In 2004, University of Manchester Professors Konstantin Novoselov and Andre Greim applied a strip of scotch tape to a piece of graphite, the material used in most pencil leads. When they peeled it off, they became the first people in history to isolate what quickly became known as the material of the future: graphene.
Graphene’s material properties make it potentially revolutionary across an array of technologies. It is around 13 times more thermally conductive than aluminum, has approximately five times the tensile strength of steel, and is only exceeded in electrical conductivity by high-performing electrical conductors like copper and silver.
These discoveries quickly gave rise to expectations that graphene would soon revolutionize how we store energy, build semi-conductors, and manufacture composite materials. It is over 20 years after graphene’s discovery, however, and those expectations haven’t exactly come to fruition.

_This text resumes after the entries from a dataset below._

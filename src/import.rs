//! # Song Sheet Import
//!
//! Reads the class song sheet from CSV. The sheet has a header row and three
//! columns, accepted under either their original or English names:
//!
//! | Original | English       | Example  |
//! |----------|---------------|----------|
//! | `曲名`   | `title`       | `Bolero` |
//! | `时长`   | `duration`    | `3:25`   |
//! | `熟悉度` | `familiarity` | `4`      |
//!
//! Durations are `M:SS` or `M:SS:FF` (frames are ignored) and become decimal
//! minutes rounded to two places. Rows that cannot be turned into a valid
//! [`Song`] are logged and skipped so one bad line never loses the sheet.

use crate::song::Song;
use anyhow::{bail, Context, Result};
use log::{debug, warn};
use serde::Deserialize;
use std::fs::File;
use std::io::Read;
use std::path::Path;

/// Required columns as (original, English) header names.
const COLUMNS: [(&str, &str); 3] = [
    ("曲名", "title"),
    ("时长", "duration"),
    ("熟悉度", "familiarity"),
];

#[derive(Debug, Deserialize)]
struct SheetRow {
    #[serde(rename = "曲名", alias = "title")]
    title: String,
    #[serde(rename = "时长", alias = "duration")]
    duration: String,
    #[serde(rename = "熟悉度", alias = "familiarity")]
    familiarity: String,
}

/// Load songs from a CSV file on disk.
///
/// # Errors
///
/// Fails if the file cannot be opened or its header cannot be read.
pub fn load_songs(path: &Path) -> Result<Vec<Song>> {
    let file = File::open(path)
        .with_context(|| format!("Failed to open song sheet {}", path.display()))?;

    read_songs(file).with_context(|| format!("Failed to read song sheet {}", path.display()))
}

/// Load songs from any CSV source.
///
/// # Errors
///
/// Fails on I/O errors or a header missing one of the required columns.
/// Malformed data rows are skipped, not reported as errors.
pub fn read_songs<R: Read>(reader: R) -> Result<Vec<Song>> {
    let mut csv_reader = csv::ReaderBuilder::new()
        .trim(csv::Trim::All)
        .flexible(true)
        .from_reader(reader);

    let headers = csv_reader.headers().context("Missing header row")?.clone();
    for (column, english) in COLUMNS {
        match headers.iter().filter(|h| *h == column || *h == english).count() {
            0 => bail!("Missing `{column}' / `{english}' column in header"),
            1 => {}
            _ => bail!("Column `{column}' / `{english}' appears more than once in header"),
        }
    }

    let mut songs = Vec::new();
    for (i, record) in csv_reader.records().enumerate() {
        // Header is line 1.
        let line = i + 2;
        let record = record.with_context(|| format!("Failed to read line {line}"))?;

        match record
            .deserialize::<SheetRow>(Some(&headers))
            .map_err(anyhow::Error::from)
            .and_then(|row| parse_row(&row))
        {
            Ok(song) => songs.push(song),
            Err(e) => {
                let raw = record.iter().collect::<Vec<_>>().join(",");
                warn!("Skipping line {line} ({raw}): {e:#}");
            }
        }
    }

    debug!("Read {} songs from sheet", songs.len());
    Ok(songs)
}

fn parse_row(row: &SheetRow) -> Result<Song> {
    let title = row.title.trim();
    if title.is_empty() {
        bail!("empty title");
    }

    let duration = parse_duration(&row.duration)?;
    if duration <= 0.0 {
        bail!("zero duration");
    }

    let familiarity: u32 = row
        .familiarity
        .trim()
        .parse()
        .with_context(|| format!("invalid familiarity `{}'", row.familiarity))?;
    if familiarity == 0 {
        bail!("familiarity must be at least 1");
    }

    Ok(Song::new(title, duration, familiarity))
}

/// Parse `M:SS` or `M:SS:FF` into decimal minutes, rounded to two places.
///
/// # Errors
///
/// Fails on any other shape, non-numeric parts, or seconds of 60 or more.
pub fn parse_duration(text: &str) -> Result<f64> {
    let parts: Vec<&str> = text.trim().split(':').collect();

    let (minutes, seconds) = match parts.as_slice() {
        [m, s] | [m, s, _] => (*m, *s),
        _ => bail!("invalid time format `{text}'"),
    };

    let minutes: u32 = minutes
        .trim()
        .parse()
        .with_context(|| format!("invalid minutes in `{text}'"))?;
    let seconds: u32 = seconds
        .trim()
        .parse()
        .with_context(|| format!("invalid seconds in `{text}'"))?;
    if seconds >= 60 {
        bail!("seconds out of range in `{text}'");
    }

    let decimal = f64::from(minutes) + f64::from(seconds) / 60.0;
    Ok((decimal * 100.0).round() / 100.0)
}

#[cfg(test)]
mod tests {
    use super::*;

    #[test]
    fn test_parse_duration_formats() {
        assert_eq!(parse_duration("3:30").unwrap(), 3.5);
        assert_eq!(parse_duration("4:20").unwrap(), 4.33);
        assert_eq!(parse_duration("2:45:12").unwrap(), 2.75);
        assert_eq!(parse_duration(" 0:06 ").unwrap(), 0.1);
    }

    #[test]
    fn test_parse_duration_rejects_garbage() {
        assert!(parse_duration("3").is_err());
        assert!(parse_duration("1:2:3:4").is_err());
        assert!(parse_duration("a:30").is_err());
        assert!(parse_duration("3:75").is_err());
        assert!(parse_duration("-1:30").is_err());
    }

    #[test]
    fn test_read_original_headers() {
        let sheet = "曲名,时长,熟悉度\n  Bolero ,3:25,4\nTango,2:30,7\n";
        let songs = read_songs(sheet.as_bytes()).unwrap();

        assert_eq!(
            songs,
            vec![Song::new("Bolero", 3.42, 4), Song::new("Tango", 2.5, 7)]
        );
    }

    #[test]
    fn test_read_english_headers() {
        let sheet = "title,duration,familiarity\nWaltz,3:00,2\n";
        let songs = read_songs(sheet.as_bytes()).unwrap();
        assert_eq!(songs, vec![Song::new("Waltz", 3.0, 2)]);
    }

    #[test]
    fn test_extra_columns_are_ignored() {
        let sheet = "曲名,歌手,时长,熟悉度\nRumba,Someone,3:10,3\n";
        let songs = read_songs(sheet.as_bytes()).unwrap();
        assert_eq!(songs.len(), 1);
        assert_eq!(songs[0].title, "Rumba");
    }

    #[test]
    fn test_malformed_rows_are_skipped() {
        let sheet = "title,duration,familiarity\n\
                     Good,3:00,2\n\
                     BadTime,three,2\n\
                     BadFam,3:00,often\n\
                     ZeroFam,3:00,0\n\
                     ZeroTime,0:00,2\n\
                     ,3:00,2\n\
                     Short,3:00\n\
                     AlsoGood,1:15,1\n";
        let songs = read_songs(sheet.as_bytes()).unwrap();

        let titles: Vec<&str> = songs.iter().map(|s| s.title.as_str()).collect();
        assert_eq!(titles, vec!["Good", "AlsoGood"]);
    }

    #[test]
    fn test_missing_column_is_error() {
        let sheet = "title,duration\nWaltz,3:00\n";
        assert!(read_songs(sheet.as_bytes()).is_err());
    }

    #[test]
    fn test_repeated_column_is_error() {
        let both_titles = "曲名,title,时长,熟悉度\nA,B,3:00,2\n";
        let err = read_songs(both_titles.as_bytes()).unwrap_err();
        assert!(err.to_string().contains("more than once"));

        let same_twice = "title,duration,duration,familiarity\nA,3:00,3:00,2\n";
        assert!(read_songs(same_twice.as_bytes()).is_err());
    }

    #[test]
    fn test_load_missing_file_is_error() {
        let dir = tempfile::TempDir::new().unwrap();
        let err = load_songs(&dir.path().join("missing.csv")).unwrap_err();
        assert!(format!("{err:#}").contains("missing.csv"));
    }
}
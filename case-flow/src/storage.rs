use async_trait::async_trait;
use chrono::{DateTime, Duration, Utc};
use dashmap::DashMap;
use serde::{Deserialize, Serialize};
use std::sync::Arc;
use tokio::task::JoinHandle;
use tracing::{info, warn};
use uuid::Uuid;

use crate::{error::Result, state::GraphState};

/// Where a session stands between two calls into the engine.
#[derive(Debug, Clone, Copy, PartialEq, Eq, Serialize, Deserialize)]
#[serde(rename_all = "snake_case")]
pub enum SessionStatus {
    /// Created or mid-run; the current task has not executed yet
    Running,
    /// Stopped after `current_task_id`, waiting for external input
    Suspended,
    /// Reached a terminal task
    Completed,
}

/// Session information
#[derive(Debug, Clone, Serialize, Deserialize)]
pub struct Session<S> {
    pub id: String,
    pub graph_id: String,
    pub current_task_id: String,
    pub status: SessionStatus,
    /// Task executions over the lifetime of the run, across suspensions
    pub steps_taken: usize,
    pub status_message: Option<String>,
    pub created_at: DateTime<Utc>,
    pub updated_at: DateTime<Utc>,
    pub state: S,
}

impl<S: GraphState> Session<S> {
    /// Fresh session with a random v4 id, positioned at `task_name`
    pub fn new(task_name: &str, state: S) -> Self {
        Self::new_from_task(Uuid::new_v4().to_string(), task_name, state)
    }

    pub fn new_from_task(sid: String, task_name: &str, state: S) -> Self {
        let now = Utc::now();
        Self {
            id: sid,
            graph_id: "default".to_string(),
            current_task_id: task_name.to_string(),
            status: SessionStatus::Running,
            steps_taken: 0,
            status_message: None,
            created_at: now,
            updated_at: now,
            state,
        }
    }

    pub fn with_graph_id(mut self, graph_id: impl Into<String>) -> Self {
        self.graph_id = graph_id.into();
        self
    }

    pub fn touch(&mut self) {
        self.updated_at = Utc::now();
    }

    pub fn is_suspended(&self) -> bool {
        self.status == SessionStatus::Suspended
    }

    pub fn is_completed(&self) -> bool {
        self.status == SessionStatus::Completed
    }
}

/// Trait for storing and retrieving sessions
#[async_trait]
pub trait SessionStorage<S: GraphState>: Send + Sync {
    async fn save(&self, session: Session<S>) -> Result<()>;
    async fn get(&self, id: &str) -> Result<Option<Session<S>>>;
    async fn delete(&self, id: &str) -> Result<()>;

    /// Drop sessions idle for longer than the storage's time-to-live.
    /// Returns how many were removed.
    async fn evict_expired(&self) -> Result<usize> {
        Ok(0)
    }
}

/// In-memory implementation of SessionStorage
pub struct InMemorySessionStorage<S> {
    sessions: Arc<DashMap<String, Session<S>>>,
    ttl: Option<Duration>,
}

impl<S: GraphState> InMemorySessionStorage<S> {
    pub fn new() -> Self {
        Self {
            sessions: Arc::new(DashMap::new()),
            ttl: None,
        }
    }

    /// Sessions not updated within `ttl` become invisible and are evicted.
    pub fn with_ttl(ttl: Duration) -> Self {
        Self {
            sessions: Arc::new(DashMap::new()),
            ttl: Some(ttl),
        }
    }

    pub fn len(&self) -> usize {
        self.sessions.len()
    }

    pub fn is_empty(&self) -> bool {
        self.sessions.is_empty()
    }

    /// Remove `id` only if the stored entry is still expired at `now`; a
    /// save that lands after the caller's read refreshes `updated_at` and
    /// survives.
    fn remove_if_expired(&self, id: &str, now: DateTime<Utc>) -> bool {
        self.sessions
            .remove_if(id, |_, current| self.is_expired(current, now))
            .is_some()
    }

    fn is_expired(&self, session: &Session<S>, now: DateTime<Utc>) -> bool {
        self.ttl
            .map(|ttl| now - session.updated_at > ttl)
            .unwrap_or(false)
    }
}

impl<S: GraphState> Default for InMemorySessionStorage<S> {
    fn default() -> Self {
        Self::new()
    }
}

#[async_trait]
impl<S: GraphState> SessionStorage<S> for InMemorySessionStorage<S> {
    async fn save(&self, session: Session<S>) -> Result<()> {
        self.sessions.insert(session.id.clone(), session);
        Ok(())
    }

    async fn get(&self, id: &str) -> Result<Option<Session<S>>> {
        // clone out before touching the map again; holding the shard guard
        // across the removal would deadlock
        let now = Utc::now();
        let session = self.sessions.get(id).map(|entry| entry.clone());
        match session {
            Some(session) if self.is_expired(&session, now) => {
                self.remove_if_expired(id, now);
                Ok(None)
            }
            other => Ok(other),
        }
    }

    async fn delete(&self, id: &str) -> Result<()> {
        self.sessions.remove(id);
        Ok(())
    }

    async fn evict_expired(&self) -> Result<usize> {
        let now = Utc::now();
        let before = self.sessions.len();
        self.sessions
            .retain(|_, session| !self.is_expired(session, now));
        Ok(before.saturating_sub(self.sessions.len()))
    }
}

/// Periodically evict expired sessions from `storage`.
pub fn spawn_eviction<S: GraphState>(
    storage: Arc<dyn SessionStorage<S>>,
    every: std::time::Duration,
) -> JoinHandle<()> {
    tokio::spawn(async move {
        let mut ticker = tokio::time::interval(every);
        loop {
            ticker.tick().await;
            match storage.evict_expired().await {
                Ok(0) => {}
                Ok(evicted) => info!(evicted, "Evicted expired sessions"),
                Err(e) => warn!(error = %e, "Session eviction failed"),
            }
        }
    })
}
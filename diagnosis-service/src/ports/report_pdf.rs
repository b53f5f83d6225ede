use async_trait::async_trait;
use printpdf::{BuiltinFont, IndirectFontRef, Mm, PdfDocument, PdfDocumentReference, PdfLayerReference};
use std::io::BufWriter;
use std::path::PathBuf;
use tracing::info;
use uuid::Uuid;

use super::{PortError, ReportRenderer};

const PAGE_WIDTH: f32 = 210.0;
const PAGE_HEIGHT: f32 = 297.0;
const MARGIN: f32 = 18.0;
const BULLET_INDENT: f32 = 5.0;
const PT_TO_MM: f32 = 0.3528;
const BODY_SIZE: f32 = 11.0;

/// Writes synthesized reports as A4 PDFs under `output_dir`
pub struct PdfReportRenderer {
    output_dir: PathBuf,
}

impl PdfReportRenderer {
    pub fn new(output_dir: impl Into<PathBuf>) -> Self {
        Self {
            output_dir: output_dir.into(),
        }
    }
}

#[async_trait]
impl ReportRenderer for PdfReportRenderer {
    async fn render(&self, markdown: &str) -> Result<String, PortError> {
        let markdown = markdown.to_string();
        let rendered = tokio::task::spawn_blocking(move || render_pdf(&markdown))
            .await
            .map_err(|e| PortError::Rendering(e.to_string()))??;

        tokio::fs::create_dir_all(&self.output_dir)
            .await
            .map_err(|e| PortError::Rendering(format!("cannot create report directory: {e}")))?;
        let path = self.output_dir.join(format!("summary-{}.pdf", Uuid::new_v4()));
        tokio::fs::write(&path, &rendered.bytes)
            .await
            .map_err(|e| PortError::Rendering(format!("cannot write report: {e}")))?;

        let path = path.to_string_lossy().into_owned();
        info!(path = %path, pages = rendered.pages, "Report rendered");
        Ok(path)
    }
}

/// The subset of Markdown the report prompt produces
#[derive(Debug, Clone, PartialEq)]
enum Block {
    Heading { level: usize, text: String },
    Bullet(String),
    Paragraph(String),
    Rule,
}

fn parse_markdown(markdown: &str) -> Vec<Block> {
    let mut blocks = Vec::new();
    let mut paragraph: Vec<&str> = Vec::new();

    fn flush(paragraph: &mut Vec<&str>, blocks: &mut Vec<Block>) {
        if !paragraph.is_empty() {
            blocks.push(Block::Paragraph(strip_inline(&paragraph.join(" "))));
            paragraph.clear();
        }
    }

    for line in markdown.lines().map(str::trim) {
        if line.is_empty() {
            flush(&mut paragraph, &mut blocks);
        } else if line.starts_with('#') {
            flush(&mut paragraph, &mut blocks);
            let level = line.chars().take_while(|c| *c == '#').count().min(3);
            let text = line.trim_start_matches('#').trim();
            blocks.push(Block::Heading {
                level,
                text: strip_inline(text),
            });
        } else if let Some(item) = line.strip_prefix("- ").or_else(|| line.strip_prefix("* ")) {
            flush(&mut paragraph, &mut blocks);
            blocks.push(Block::Bullet(strip_inline(item)));
        } else if line.chars().all(|c| matches!(c, '-' | '*' | '_')) && line.len() >= 3 {
            flush(&mut paragraph, &mut blocks);
            blocks.push(Block::Rule);
        } else {
            paragraph.push(line);
        }
    }
    flush(&mut paragraph, &mut blocks);
    blocks
}

fn strip_inline(text: &str) -> String {
    text.replace("**", "").replace("__", "").replace('`', "")
}

fn wrap_text(text: &str, max_chars: usize) -> Vec<String> {
    let mut lines = Vec::new();
    let mut current = String::new();

    for word in text.split_whitespace() {
        if current.len() + word.len() + 1 > max_chars && !current.is_empty() {
            lines.push(std::mem::take(&mut current));
        }
        if !current.is_empty() {
            current.push(' ');
        }
        current.push_str(word);
    }
    if !current.is_empty() {
        lines.push(current);
    }
    lines
}

/// Rough Helvetica capacity of a line at `size` points
fn max_chars(size: f32, width: f32) -> usize {
    (width / (size * 0.5 * PT_TO_MM)) as usize
}

struct RenderedPdf {
    bytes: Vec<u8>,
    pages: usize,
}

/// Top-down text cursor that starts a new page when the current one is full
struct PageCursor<'a> {
    doc: &'a PdfDocumentReference,
    layer: PdfLayerReference,
    y: f32,
    pages: usize,
}

impl PageCursor<'_> {
    fn skip(&mut self, mm: f32) {
        self.y -= mm;
    }

    fn line(&mut self, text: &str, size: f32, x: f32, font: &IndirectFontRef) {
        let height = size * PT_TO_MM * 1.5;
        if self.y - height < MARGIN {
            let (page, layer) = self.doc.add_page(Mm(PAGE_WIDTH), Mm(PAGE_HEIGHT), "Layer 1");
            self.layer = self.doc.get_page(page).get_layer(layer);
            self.y = PAGE_HEIGHT - MARGIN;
            self.pages += 1;
        }
        self.y -= height;
        self.layer.use_text(text, size, Mm(x), Mm(self.y), font);
    }
}

/// Lay the report out page by page; returns the page count
fn layout(
    doc: &PdfDocumentReference,
    layer: PdfLayerReference,
    markdown: &str,
    regular: &IndirectFontRef,
    bold: &IndirectFontRef,
) -> usize {
    let text_width = PAGE_WIDTH - 2.0 * MARGIN;
    let mut cursor = PageCursor {
        doc,
        layer,
        y: PAGE_HEIGHT - MARGIN,
        pages: 1,
    };

    for block in parse_markdown(markdown) {
        match block {
            Block::Heading { level, text } => {
                let size = match level {
                    1 => 20.0,
                    2 => 15.0,
                    _ => 12.5,
                };
                cursor.skip(if level == 1 { 0.0 } else { 4.0 });
                for line in wrap_text(&text, max_chars(size, text_width)) {
                    cursor.line(&line, size, MARGIN, bold);
                }
                cursor.skip(1.5);
            }
            Block::Bullet(text) => {
                let width = text_width - BULLET_INDENT;
                for (i, line) in wrap_text(&text, max_chars(BODY_SIZE, width)).iter().enumerate() {
                    if i == 0 {
                        cursor.line(&format!("- {line}"), BODY_SIZE, MARGIN + BULLET_INDENT - 3.0, regular);
                    } else {
                        cursor.line(line, BODY_SIZE, MARGIN + BULLET_INDENT, regular);
                    }
                }
                cursor.skip(1.0);
            }
            Block::Paragraph(text) => {
                for line in wrap_text(&text, max_chars(BODY_SIZE, text_width)) {
                    cursor.line(&line, BODY_SIZE, MARGIN, regular);
                }
                cursor.skip(3.0);
            }
            Block::Rule => cursor.skip(4.0),
        }
    }

    cursor.pages
}

fn render_pdf(markdown: &str) -> Result<RenderedPdf, PortError> {
    let (doc, page, layer) = PdfDocument::new(
        "Diagnostic Summary Report",
        Mm(PAGE_WIDTH),
        Mm(PAGE_HEIGHT),
        "Layer 1",
    );
    let regular = doc
        .add_builtin_font(BuiltinFont::Helvetica)
        .map_err(|e| PortError::Rendering(format!("PDF font error: {e}")))?;
    let bold = doc
        .add_builtin_font(BuiltinFont::HelveticaBold)
        .map_err(|e| PortError::Rendering(format!("PDF font error: {e}")))?;

    let pages = layout(&doc, doc.get_page(page).get_layer(layer), markdown, &regular, &bold);
    let mut buf = BufWriter::new(Vec::new());
    doc.save(&mut buf)
        .map_err(|e| PortError::Rendering(format!("PDF save error: {e}")))?;
    let bytes = buf
        .into_inner()
        .map_err(|e| PortError::Rendering(format!("PDF buffer error: {e}")))?;

    Ok(RenderedPdf { bytes, pages })
}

The road to commercializable graphene-enhanced technologies has been wrought with challenges, primarily with graphene production. It is extremely difficult and expensive to produce graphene at scale, and while a plethora of techniques have been developed to produce the material, none of them successfully produce both a high yield and purity.
The majority of potential graphene applications, such as use in batteries, demand a high degree of graphene purity, Other possible applications require graphene producers to be capable of supplying the material in very specific, hard-to-achieve layouts. Use in semiconductors, for example, necessitates the graphene be supplied to chip manufactures laid on top of a miniscule silicon substrate.
As a result, most industries are waiting for graphene manufacturing technology to advance further before they can integrate them into their products. There is, however, one major commercial application of graphene that has made it out of the laboratory: concrete.
Traditionally, steel rods called rebar are used to reinforce concrete, particularly when a pulling force is being applied. The rebar absorbs a significant amount of that force, known as tensile force, increasing the overall strength of the concrete.
Graphene can tolerate five times the amount of tensile force that steel can, meaning that adding it into concrete mixes strengthens the concrete significantly more than rebar, and yields greater durability.
Increasing the strength of concrete mix decreases the amount of concrete builders have to use on any given building, potentially saving them money and time.
Reducing concrete usage also represents a reduction in CO2 emissions. Cement, the binding agent in concrete mixtures, is produced by using heat to break calcium carbonate (CaCO3) down into calcium oxide (CaO) and carbon dioxide (CO2). This carbon dioxide is released into the atmosphere.
CaCO3 -> CaO + CO2
The process also requires an incredible amount of energy, with temperatures of up to 1,500 ℃ (2732 ℉) needed in order to initiate breakdown.
In 2021, Southern Quarter Gym in Amesbury, England became the world’s first building constructed out of graphene-enhanced cement. Since then, companies selling graphene concrete additives and mixtures have become more common in the market.
The largest functional challenge that the technology faces is the dispersion of graphene within the concrete mixture. Graphene tends to aggregate in aqueous solutions, which can result in non-uniform dispersion of the material within mixtures. The end result is weak spots within concrete structures.
Companies have addressed this issue by using graphene oxide, a derivative of graphene, instead of the pure material. Graphene oxide more readily disperses throughout water-based solutions. It decreases the likelihood of weak spots within the concrete, but it comes with a sacrifice of strength: graphene oxide is significantly weaker than pure graphene, a fact that increases the amount of concrete necessary for graphene oxide mixes as opposed to properly dispersed graphene ones.
Either way, these functional obstacles have not been serious enough to prove lethal to the concept.
Right now, the largest barrier to widespread adoption of graphene and graphene oxide concrete mixes is cost. Graphene oxide mixes, for example, are estimated to be five to 10 times more expensive than traditional concrete mixes.
Despite that, the technology is worth keeping on your radar. The cost of these mixtures are directly tied to the price of graphene and graphene-derivative materials. Right now, those prices are high due to the manufacturing limitations mentioned earlier, however there are a slew of companies working to overcome them. If they do manage such an advancement, graphene mixtures could become cheaper, and are likely to enter broad use, with the potential to lessen the price of construction projects worldwide.
Don’t expect that to happen tomorrow, or even soon. Despite that, the technology is worth keeping on your radar. Knowing what to expect in the event of graphene production improving would give anyone navigating business or investment decisions surrounding the emerging technology a leg up.